Peña Nieto would also take a slightly different approach to Calderon’s debilitating battle with the drug cartels, although he has yet to commit himself to removing soldiers from the streets. He says he wants to put more emphasis on tackling crimes – murder, kidnapping, extortion, robbery – rather than go after the drug lords and seize tons and tons of drugs in spectacular busts. Calderon may have arrested truck-loads of drug traffickers but less than 15 percent of the nation’s violent crimes have been solved under his watch.

Peña Nieto also wants to professionalize the nation’s police forces by setting up regional academies, and implement  a “National Strategy Against Violence” to reduce homicides and kidnappings by 50 percent.

One of his most ambitious proposals would be to create a universal social security system (Sistema de Seguridad Social Universal) that would include free medical attention for all – available at any public hospital – as well as unemployment insurance and old-age pensions.  The bureaucratic complexity of this is enormous, as it would require amalgamating all the different health services (IMSS, ISSSTE, Seguro Popular) into one.
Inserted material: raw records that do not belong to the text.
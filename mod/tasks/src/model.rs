use serde::{Deserialize, Serialize};

use taskhub_core::{ServiceError, merge_patch, new_id, now_rfc3339};

// ---------------------------------------------------------------------------
// Priority
// ---------------------------------------------------------------------------

/// Task priority level.
///
/// Stored and serialized as lowercase strings. `rank()` gives the sort
/// weight: high > medium > low.
#[derive(Debug, Clone, Copy, Default, PartialEq, Eq, Serialize, Deserialize)]
#[serde(rename_all = "lowercase")]
pub enum Priority {
    Low,
    #[default]
    Medium,
    High,
}

impl Priority {
    pub fn as_str(&self) -> &'static str {
        match self {
            Self::Low => "low",
            Self::Medium => "medium",
            Self::High => "high",
        }
    }

    pub fn from_str(s: &str) -> Option<Self> {
        match s {
            "low" => Some(Self::Low),
            "medium" => Some(Self::Medium),
            "high" => Some(Self::High),
            _ => None,
        }
    }

    /// Sort weight; higher sorts first under priority ordering.
    pub fn rank(&self) -> u8 {
        match self {
            Self::Low => 0,
            Self::Medium => 1,
            Self::High => 2,
        }
    }
}

impl std::fmt::Display for Priority {
    fn fmt(&self, f: &mut std::fmt::Formatter<'_>) -> std::fmt::Result {
        f.write_str(self.as_str())
    }
}

// ---------------------------------------------------------------------------
// Task — the core data model
// ---------------------------------------------------------------------------

/// A single task record.
///
/// The whole record is stored as a JSON document; `completed`, `priority`
/// and `created_at` are additionally indexed as SQL columns.
#[derive(Debug, Clone, Default, PartialEq, Serialize, Deserialize)]
#[serde(rename_all = "camelCase")]
pub struct Task {
    pub id: String,

    pub title: String,

    #[serde(default)]
    pub description: String,

    #[serde(default)]
    pub completed: bool,

    #[serde(default)]
    pub priority: Priority,

    // --- timestamps, RFC 3339 ---
    pub created_at: String,
    pub updated_at: String,
}

// ---------------------------------------------------------------------------
// API request types
// ---------------------------------------------------------------------------

/// Body for `POST /api/tasks` — create a new task.
///
/// Serialized by the client, deserialized by the server; absent optional
/// fields are omitted from the wire form.
#[derive(Debug, Serialize, Deserialize)]
#[serde(rename_all = "camelCase")]
pub struct CreateTaskRequest {
    pub title: String,

    #[serde(default, skip_serializing_if = "Option::is_none")]
    pub description: Option<String>,

    /// Priority name; validated against the enum before persistence.
    #[serde(default, skip_serializing_if = "Option::is_none")]
    pub priority: Option<String>,
}

/// Body for `PUT /api/tasks/{id}` — partial update, merge semantics.
///
/// Only fields present in the body are applied; the server merges them into
/// the stored record and re-validates the result.
#[derive(Debug, Default, Serialize, Deserialize)]
#[serde(rename_all = "camelCase")]
pub struct UpdateTaskRequest {
    #[serde(default, skip_serializing_if = "Option::is_none")]
    pub title: Option<String>,

    #[serde(default, skip_serializing_if = "Option::is_none")]
    pub description: Option<String>,

    #[serde(default, skip_serializing_if = "Option::is_none")]
    pub completed: Option<bool>,

    #[serde(default, skip_serializing_if = "Option::is_none")]
    pub priority: Option<String>,
}

// ---------------------------------------------------------------------------
// Validation and construction
// ---------------------------------------------------------------------------

/// Parse a priority name, failing validation on unknown values.
fn parse_priority(s: &str) -> Result<Priority, ServiceError> {
    Priority::from_str(s)
        .ok_or_else(|| ServiceError::Validation(format!("unknown priority '{s}'")))
}

/// Check that an identifier has the shape assigned by `new_id()`
/// (32 hex chars). Anything else is malformed input, not a miss.
pub fn ensure_well_formed_id(id: &str) -> Result<(), ServiceError> {
    if id.len() == 32 && id.bytes().all(|b| b.is_ascii_hexdigit()) {
        Ok(())
    } else {
        Err(ServiceError::MalformedId(format!("'{id}' is not a valid task id")))
    }
}

impl Task {
    /// Build a new task from a create request.
    ///
    /// Trims text fields, validates the title and priority, and assigns
    /// id and timestamps. Fails before anything is persisted.
    pub fn from_request(req: CreateTaskRequest) -> Result<Self, ServiceError> {
        let title = req.title.trim();
        if title.is_empty() {
            return Err(ServiceError::Validation("title must not be empty".into()));
        }

        let priority = match req.priority.as_deref() {
            Some(p) => parse_priority(p)?,
            None => Priority::default(),
        };

        let now = now_rfc3339();
        Ok(Self {
            id: new_id(),
            title: title.to_string(),
            description: req
                .description
                .map(|d| d.trim().to_string())
                .unwrap_or_default(),
            completed: false,
            priority,
            created_at: now.clone(),
            updated_at: now,
        })
    }

    /// Apply a partial update to this task, returning the merged record.
    ///
    /// Only fields present in the request are changed. `id` and `createdAt`
    /// are immutable; `updatedAt` is stamped here. The merged result is
    /// re-validated under the same constraints as creation.
    pub fn apply_update(&self, req: UpdateTaskRequest) -> Result<Self, ServiceError> {
        let mut patch = serde_json::Map::new();
        if let Some(title) = req.title {
            patch.insert("title".into(), serde_json::json!(title.trim()));
        }
        if let Some(desc) = req.description {
            patch.insert("description".into(), serde_json::json!(desc.trim()));
        }
        if let Some(completed) = req.completed {
            patch.insert("completed".into(), serde_json::json!(completed));
        }
        if let Some(p) = req.priority.as_deref() {
            patch.insert("priority".into(), serde_json::json!(parse_priority(p)?));
        }
        patch.insert("updatedAt".into(), serde_json::json!(now_rfc3339()));

        let mut merged = serde_json::to_value(self)
            .map_err(|e| ServiceError::Internal(e.to_string()))?;
        merge_patch(&mut merged, &serde_json::Value::Object(patch));

        let updated: Task = serde_json::from_value(merged)
            .map_err(|e| ServiceError::Internal(e.to_string()))?;

        if updated.title.is_empty() {
            return Err(ServiceError::Validation("title must not be empty".into()));
        }
        Ok(updated)
    }
}

// ---------------------------------------------------------------------------
// Tests
// ---------------------------------------------------------------------------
Peña Nieto promises to expand social welfare programs such as Oportunidades and order the Development Bank to increase loans for start-up businesses and small enterprises. He would strive for greater private sector participation in state-owned oil monopoly Pemex (but without full privatization), introduce full-time schools throughout the country, set up a national anti-corruption institute and a fund to develop urgent tourist infrastructure.

Yes, we should be skeptical about a surfeit of promises: Fox swept to power on a national dream of wholesale change that included vows to fix the Zapatista crisis in 15 minutes, immigration deals with the United States and bringing corruption to an end.  After six years he had achieved almost nothing, unable to build consensus with the opposition and obstructed at every hurdle by an obstinate, multi-party Congress.

If Peña Nieto dons the presidential sash on December 1, little will change for the average Mexican either one day, one week or one month later.   The standard of living of the country’s extremely poor – 15 percent of the total population – will be the same.  The rich will still be rich and avoid paying high taxes.  Drug gangs will still be ordering hits on each other.  Recent graduates will still struggle to find employment.  The unchanged, outdated labor laws will still offer no incentive to employers to create new jobs.

But Peña Nieto will have six years to make an impact and implement important changes.  Regardless of his party’s historical trajectory and their personal political expressions, only the ungracious would not wish him success.